Differential requirements for OX40 signals on generation of effector and central memory CD4⁺ T cells

Memory T cells can be divided into effector memory (T_EM) and central memory (T_CM) subsets based on their effector function and homing characteristics. Although previous studies have demonstrated that TCR and cytokine signals mediate the generation of the two memory subsets of CD8 ⁺ T cells, the mechanisms for generation of the CD4⁺ T_EM and T_CM cell subsets are unknown. We found that OX40-deficient mice showed a marked reduction in the number of CD4⁺ T_EM cells, whereas the number of CD4⁺ T_CM cells was normal.
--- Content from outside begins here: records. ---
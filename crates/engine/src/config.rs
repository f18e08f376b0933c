//! Engine daemon configuration

use anyhow::{Context, Result};
use billing_lib::BillingConfig;
use serde::Deserialize;
use std::path::{Path, PathBuf};
use std::time::Duration;

/// Daemon configuration.
///
/// Read from an optional file, then overridden by `BILLING_`-prefixed
/// environment variables. Nested keys use `__`, e.g.
/// `BILLING_BILLING__CACHE_TTL_SECS=60`.
#[derive(Debug, Clone, Deserialize)]
pub struct EngineConfig {
    /// Instance name used in structured logs
    #[serde(default = "default_instance_id")]
    pub instance_id: String,

    /// API server port for health/metrics
    #[serde(default = "default_api_port")]
    pub api_port: u16,

    /// Seconds between cost cache refresh passes
    #[serde(default = "default_refresh_interval")]
    pub refresh_interval_secs: u64,

    /// Seconds between subscription expiry sweeps
    #[serde(default = "default_sweep_interval")]
    pub sweep_interval_secs: u64,

    /// JSON file with plans, subscriptions and workloads to seed
    #[serde(default)]
    pub catalog_path: Option<PathBuf>,

    #[serde(default)]
    pub billing: BillingConfig,
}

fn default_instance_id() -> String {
    std::env::var("HOSTNAME").unwrap_or_else(|_| "billing-engine".to_string())
}

fn default_api_port() -> u16 {
    8080
}

fn default_refresh_interval() -> u64 {
    60
}

fn default_sweep_interval() -> u64 {
    3600
}

impl Default for EngineConfig {
    fn default() -> Self {
        Self {
            instance_id: default_instance_id(),
            api_port: default_api_port(),
            refresh_interval_secs: default_refresh_interval(),
            sweep_interval_secs: default_sweep_interval(),
            catalog_path: None,
            billing: BillingConfig::default(),
        }
    }
}

impl EngineConfig {
    /// Load configuration from `file` (if given) and the environment
    pub fn load(file: Option<&Path>) -> Result<Self> {
        let mut builder = config::Config::builder();
        if let Some(path) = file {
            builder = builder.add_source(config::File::from(path).required(true));
        }
        let config = builder
            .add_source(
                config::Environment::with_prefix("BILLING")
                    .prefix_separator("_")
                    .separator("__")
                    .try_parsing(true),
            )
            .build()
            .context("Failed to read engine configuration")?;

        let config: EngineConfig = config
            .try_deserialize()
            .context("Invalid engine configuration")?;
        config.validate()?;
        Ok(config)
    }

    pub fn validate(&self) -> Result<()> {
        anyhow::ensure!(self.refresh_interval_secs > 0, "refresh_interval_secs must be positive");
        anyhow::ensure!(self.sweep_interval_secs > 0, "sweep_interval_secs must be positive");
        self.billing.validate()?;
        Ok(())
    }

    pub fn refresh_interval(&self) -> Duration {
        Duration::from_secs(self.refresh_interval_secs)
    }

    pub fn sweep_interval(&self) -> Duration {
        Duration::from_secs(self.sweep_interval_secs)
    }
}
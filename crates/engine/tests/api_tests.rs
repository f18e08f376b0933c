//! Integration tests for the engine's health and metrics endpoints

use axum::{
    body::Body,
    http::{Request, StatusCode},
    Router,
};
use billing_engine::api::{create_router, AppState};
use billing_lib::{
    health::components, BillingMetrics, Degradation, HealthRegistry, RefreshSummary,
};
use std::sync::Arc;
use tower::ServiceExt;

async fn setup_test_app() -> (Router, Arc<AppState>) {
    let health_registry = HealthRegistry::new();
    health_registry.register(components::TARIFF_STORE).await;
    health_registry.register(components::REFRESH_WORKER).await;

    let state = Arc::new(AppState::new(health_registry, BillingMetrics::new()));
    let router = create_router(state.clone());

    (router, state)
}

async fn get(app: Router, uri: &str) -> (StatusCode, Vec<u8>) {
    let response = app
        .oneshot(Request::builder().uri(uri).body(Body::empty()).unwrap())
        .await
        .unwrap();
    let status = response.status();
    let body = axum::body::to_bytes(response.into_body(), usize::MAX)
        .await
        .unwrap();
    (status, body.to_vec())
}

#[tokio::test]
async fn test_healthz_returns_ok_when_healthy() {
    let (app, _state) = setup_test_app().await;

    let (status, body) = get(app, "/healthz").await;
    assert_eq!(status, StatusCode::OK);

    let health: serde_json::Value = serde_json::from_slice(&body).unwrap();
    assert_eq!(health["status"], "healthy");
    assert!(health["components"]["tariff_store"].is_object());
    assert!(health["components"]["refresh_worker"].is_object());
}

#[tokio::test]
async fn test_healthz_ok_when_tariff_store_degraded() {
    let (app, state) = setup_test_app().await;

    state
        .health_registry
        .observe_degradations(&[Degradation::TariffUnavailable("timed out".into())])
        .await;

    let (status, body) = get(app, "/healthz").await;
    assert_eq!(status, StatusCode::OK);

    let health: serde_json::Value = serde_json::from_slice(&body).unwrap();
    assert_eq!(health["status"], "degraded");
    assert_eq!(health["components"]["tariff_store"]["status"], "degraded");
}

#[tokio::test]
async fn test_healthz_returns_503_when_every_refresh_failed() {
    let (app, state) = setup_test_app().await;

    state
        .health_registry
        .observe_refresh(&RefreshSummary {
            refreshed: 0,
            degraded: 0,
            failed: 4,
            ..Default::default()
        })
        .await;

    let (status, body) = get(app, "/healthz").await;
    assert_eq!(status, StatusCode::SERVICE_UNAVAILABLE);

    let health: serde_json::Value = serde_json::from_slice(&body).unwrap();
    assert_eq!(health["status"], "unhealthy");
}

#[tokio::test]
async fn test_readyz_returns_503_until_ready() {
    let (app, state) = setup_test_app().await;

    let (status, body) = get(app.clone(), "/readyz").await;
    assert_eq!(status, StatusCode::SERVICE_UNAVAILABLE);
    let readiness: serde_json::Value = serde_json::from_slice(&body).unwrap();
    assert_eq!(readiness["ready"], false);

    state.health_registry.set_ready(true).await;

    let (status, body) = get(app, "/readyz").await;
    assert_eq!(status, StatusCode::OK);
    let readiness: serde_json::Value = serde_json::from_slice(&body).unwrap();
    assert_eq!(readiness["ready"], true);
}

#[tokio::test]
async fn test_readyz_returns_503_when_ready_but_unhealthy() {
    let (app, state) = setup_test_app().await;

    state.health_registry.set_ready(true).await;
    state
        .health_registry
        .set_unhealthy(components::WORKLOAD_STORE, "connection refused")
        .await;

    let (status, body) = get(app, "/readyz").await;
    assert_eq!(status, StatusCode::SERVICE_UNAVAILABLE);

    let readiness: serde_json::Value = serde_json::from_slice(&body).unwrap();
    assert!(readiness["reason"]
        .as_str()
        .unwrap()
        .contains(components::WORKLOAD_STORE));
}

#[tokio::test]
async fn test_metrics_endpoint_returns_prometheus_format() {
    let (app, state) = setup_test_app().await;

    state.metrics.observe_computation_latency(0.0004);
    state.metrics.inc_computations("complete");
    state.metrics.inc_tariff_fallbacks("store_unavailable");
    state.metrics.inc_cache_hits();
    state.metrics.set_cached_entries(3);

    let response = app
        .oneshot(Request::builder().uri("/metrics").body(Body::empty()).unwrap())
        .await
        .unwrap();
    assert_eq!(response.status(), StatusCode::OK);

    let content_type = response.headers().get("content-type").unwrap();
    assert!(content_type.to_str().unwrap().contains("text/plain"));

    let body = axum::body::to_bytes(response.into_body(), usize::MAX)
        .await
        .unwrap();
    let metrics_text = String::from_utf8(body.to_vec()).unwrap();

    assert!(metrics_text.contains("billing_engine_computation_latency_seconds_bucket"));
    assert!(metrics_text.contains("billing_engine_computations_total"));
    assert!(metrics_text.contains("billing_engine_tariff_fallbacks_total"));
    assert!(metrics_text.contains("billing_engine_cache_hits_total"));
    assert!(metrics_text.contains("billing_engine_cached_entries"));
}
//! Subcommand implementations

pub mod efficiency;
pub mod estimate;
pub mod limits;
pub mod plans;

use anyhow::{Context, Result};
use billing_lib::{
    BillingConfig, BillingEngine, Collaborators, PlanTier, StructuredLogger, TariffStore,
    TenantSubscription,
};
use chrono::Utc;
use std::sync::Arc;

/// Tenant id the offline engine bills `--plan` estimates to
pub const CLI_TENANT: &str = "fbill";

/// Offline engine over the configured tier catalog.
///
/// With a `plan`, the CLI tenant is subscribed to that tier's plan.
pub async fn offline_engine(
    config: BillingConfig,
    collaborators: Option<Collaborators>,
    plan: Option<PlanTier>,
) -> Result<(BillingEngine, Option<&'static str>)> {
    let collaborators = collaborators.unwrap_or_else(|| Collaborators::in_memory(&config));
    let tenant = match plan {
        Some(tier) => {
            subscribe(collaborators.tariffs.as_ref(), tier, config.subscription_term_days).await?;
            Some(CLI_TENANT)
        }
        None => None,
    };

    let engine = BillingEngine::new(Arc::new(config), collaborators, StructuredLogger::new("fbill"))
        .context("Invalid billing configuration")?;
    Ok((engine, tenant))
}

async fn subscribe(tariffs: &dyn TariffStore, tier: PlanTier, term_days: i64) -> Result<()> {
    let plan = tariffs
        .active_plan_for_tier(tier)
        .await?
        .with_context(|| format!("No active {tier} plan configured"))?;
    tariffs
        .upsert_subscription(TenantSubscription::start(CLI_TENANT, plan.id, Utc::now(), term_days))
        .await
}
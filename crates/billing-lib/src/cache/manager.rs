//! Metrics snapshot manager
//!
//! Pulls fresh metrics for a workload, fills in whatever the orchestrator
//! did not report, prices the result for every canonical period and caches
//! the set under `cost:{workload}:{tenant}`.

use super::{cache_key, CachedCostEntry, CostCacheStore};
use crate::config::BillingConfig;
use crate::error::{bounded, Degradation, Outcome};
use crate::models::{BillingPeriod, RawMetrics, ResourceMetricsSnapshot, Workload, WorkloadSpec};
use crate::observability::{BillingMetrics, StructuredLogger};
use crate::pricing::{CostCalculator, RateCard};
use crate::tariff::TariffResolver;
use crate::workloads::MetricsSource;
use chrono::Utc;
use std::collections::BTreeMap;
use std::sync::Arc;
use tracing::{debug, warn};

/// Recomputes and caches per-workload cost snapshots
#[derive(Clone)]
pub struct CostSnapshotManager {
    config: Arc<BillingConfig>,
    resolver: TariffResolver,
    calculator: CostCalculator,
    cache: Arc<dyn CostCacheStore>,
    source: Option<Arc<dyn MetricsSource>>,
    metrics: BillingMetrics,
    logger: StructuredLogger,
}

impl CostSnapshotManager {
    pub fn new(
        config: Arc<BillingConfig>,
        resolver: TariffResolver,
        cache: Arc<dyn CostCacheStore>,
        logger: StructuredLogger,
    ) -> Self {
        Self {
            calculator: CostCalculator::new(config.clone()),
            config,
            resolver,
            cache,
            source: None,
            metrics: BillingMetrics::new(),
            logger,
        }
    }

    /// Pull metrics from `source` on every refresh instead of relying on the
    /// workload's last captured metrics
    pub fn with_metrics_source(mut self, source: Arc<dyn MetricsSource>) -> Self {
        self.source = Some(source);
        self
    }

    /// Baseline snapshot for a workload that has never reported metrics
    pub fn default_metrics_for(&self, spec: &WorkloadSpec) -> ResourceMetricsSnapshot {
        let defaults = &self.config.workload_defaults;
        ResourceMetricsSnapshot::from_requests(
            u64::from(spec.min_scale).saturating_mul(defaults.cpu_millicores_per_pod),
            spec.memory_request.unwrap_or(defaults.memory_bytes_per_pod),
            defaults.cold_start_count,
            defaults.efficiency_percent,
        )
    }

    /// Fill the fields billing needs from the workload and configured defaults
    fn fill_defaults(&self, raw: &RawMetrics, workload: &Workload) -> ResourceMetricsSnapshot {
        let baseline = self.default_metrics_for(&workload.spec());
        let mut snapshot = raw.to_snapshot();

        if raw.total_cpu_request.is_none() {
            snapshot.total_cpu_request = baseline.total_cpu_request;
        }
        if raw.total_memory_request.is_none() {
            snapshot.total_memory_request = baseline.total_memory_request;
        }
        if raw.cold_start_count.is_none() {
            snapshot.cold_start_count = baseline.cold_start_count;
        }
        if raw.overall_efficiency.is_none() {
            snapshot.overall_efficiency = baseline.overall_efficiency;
        }
        snapshot
    }

    async fn current_metrics(&self, workload: &Workload, reasons: &mut Vec<Degradation>) -> RawMetrics {
        let Some(source) = &self.source else {
            return workload.metrics.clone();
        };

        match bounded("fetch_metrics", self.config.store_timeout(), source.fetch(workload)).await {
            Ok(Some(metrics)) => metrics,
            Ok(None) => workload.metrics.clone(),
            Err(e) => {
                warn!(workload_id = %workload.id, error = %e, "Metrics source failed, using captured metrics");
                reasons.push(Degradation::MetricsUnavailable(e.to_string()));
                workload.metrics.clone()
            }
        }
    }

    /// Snapshot billing would use for `workload` right now
    pub(crate) async fn snapshot_for(
        &self,
        workload: &Workload,
        reasons: &mut Vec<Degradation>,
    ) -> ResourceMetricsSnapshot {
        let raw = self.current_metrics(workload, reasons).await;
        self.fill_defaults(&raw, workload)
    }

    /// Recompute every period's breakdown for `workload` billed to
    /// `tenant_id` and cache the set.
    ///
    /// Never propagates errors: a computation failure leaves the cache
    /// untouched and returns `Outcome::Failed`.
    pub async fn refresh_now(&self, workload: &Workload, tenant_id: &str) -> Outcome<CachedCostEntry> {
        let mut reasons = Vec::new();
        let snapshot = self.snapshot_for(workload, &mut reasons).await;

        let resolution = self.resolver.resolve(Some(tenant_id)).await;
        let (rates, rate_reasons) = RateCard::for_resolution(&resolution, &self.config.rates);
        reasons.extend(rate_reasons);

        let mut costs = BTreeMap::new();
        for period in BillingPeriod::ALL {
            let hours = self.config.periods.hours(period);
            match self.calculator.compute(&snapshot, &rates, hours, None) {
                Ok(breakdown) => {
                    costs.insert(period, breakdown);
                }
                Err(e) => {
                    self.metrics.inc_cache_refresh_failures();
                    self.logger
                        .log_cache_refresh_failed(&workload.id, tenant_id, &e.to_string());
                    return Outcome::Failed(e.to_string());
                }
            }
        }

        let captured_at = Utc::now();
        let ttl = self.config.cache_ttl();
        let entry = CachedCostEntry {
            workload_id: workload.id.clone(),
            tenant_id: tenant_id.to_string(),
            costs,
            metrics_used: snapshot,
            captured_at,
            expires_at: chrono::Duration::from_std(ttl)
                .ok()
                .and_then(|ttl| captured_at.checked_add_signed(ttl)),
            degradations: reasons.clone(),
        };

        let key = cache_key(&workload.id, tenant_id);
        let stored = bounded(
            "cache_put",
            self.config.store_timeout(),
            self.cache.put(&key, entry.clone(), ttl),
        )
        .await;
        if let Err(e) = stored {
            warn!(key = %key, error = %e, "Could not cache cost entry");
            reasons.push(Degradation::CacheUnavailable(e.to_string()));
        }
        self.metrics.set_cached_entries(i64::try_from(self.cache.len()).unwrap_or(i64::MAX));

        self.logger.log_cache_refreshed(
            &workload.id,
            tenant_id,
            !reasons.is_empty(),
            self.config.cache_ttl_secs,
        );
        Outcome::from_parts(entry, reasons)
    }

    /// The unexpired entry for (workload, tenant), if any
    pub async fn get_cached(&self, workload_id: &str, tenant_id: &str) -> Option<CachedCostEntry> {
        let key = cache_key(workload_id, tenant_id);
        match bounded("cache_get", self.config.store_timeout(), self.cache.get(&key)).await {
            Ok(Some(entry)) => {
                self.metrics.inc_cache_hits();
                Some(entry)
            }
            Ok(None) => {
                self.metrics.inc_cache_misses();
                None
            }
            Err(e) => {
                warn!(key = %key, error = %e, "Cost cache read failed, treating as miss");
                self.metrics.inc_cache_misses();
                None
            }
        }
    }

    /// Cached entry if fresh, otherwise a new computation
    pub async fn get_or_refresh(&self, workload: &Workload, tenant_id: &str) -> Outcome<CachedCostEntry> {
        match self.get_cached(&workload.id, tenant_id).await {
            Some(entry) => Outcome::Complete(entry),
            None => self.refresh_now(workload, tenant_id).await,
        }
    }

    /// Evict expired entries so costs of removed workloads do not linger
    pub fn purge_expired(&self) -> usize {
        let purged = self.cache.purge_expired();
        if purged > 0 {
            debug!(purged = purged, "Purged expired cost entries");
        }
        self.metrics.set_cached_entries(i64::try_from(self.cache.len()).unwrap_or(i64::MAX));
        purged
    }

    /// Invalidate the entry for (workload, tenant); true if one was removed
    pub async fn clear(&self, workload_id: &str, tenant_id: &str) -> bool {
        let key = cache_key(workload_id, tenant_id);
        let removed = match bounded("cache_remove", self.config.store_timeout(), self.cache.remove(&key)).await {
            Ok(removed) => removed,
            Err(e) => {
                warn!(key = %key, error = %e, "Cost cache invalidation failed");
                false
            }
        };
        debug!(key = %key, removed = removed, "Cleared cost cache entry");
        self.metrics.set_cached_entries(i64::try_from(self.cache.len()).unwrap_or(i64::MAX));
        removed
    }
}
Adoptive transfer experiments using Ag-specific CD4⁺ T cells revealed that OX40 signals during the priming phase were indispensable for the optimal generation of the CD4⁺ T_EM, but not the CD4⁺ T_CM population. In a different transfer experiment with in vitro established CD4⁺CD44^highCD62L^low (T_EM precursor) and CD4⁺CD44^highCD62L ^high (T_CM precursor) subpopulations, OX40-KO T _EM precursor cells could not survive in the recipient mice, whereas wild-type T_EM precursor cells differentiated into both T_EM and T_CM cells. In contrast, T_CM precursor cells mainly produced T_CM cells regardless of OX40 signals, implying the dispensability of OX40 for generation of T_CM cells. Nevertheless, survival of OX40-KO T_EM cells was partially rescued in lymphopenic mice. During in vitro recall responses, the OX40-KO T_EM cells that were generated in lymphopenic recipient mice showed impaired cytokine production, suggesting an essential role for OX40 not only on generation but also on effector function of CD4⁺ T_EM cells. Collectively, the present results indicate differential requirements for OX40 signals on generation of CD4⁺ T_EM and T_CM cells.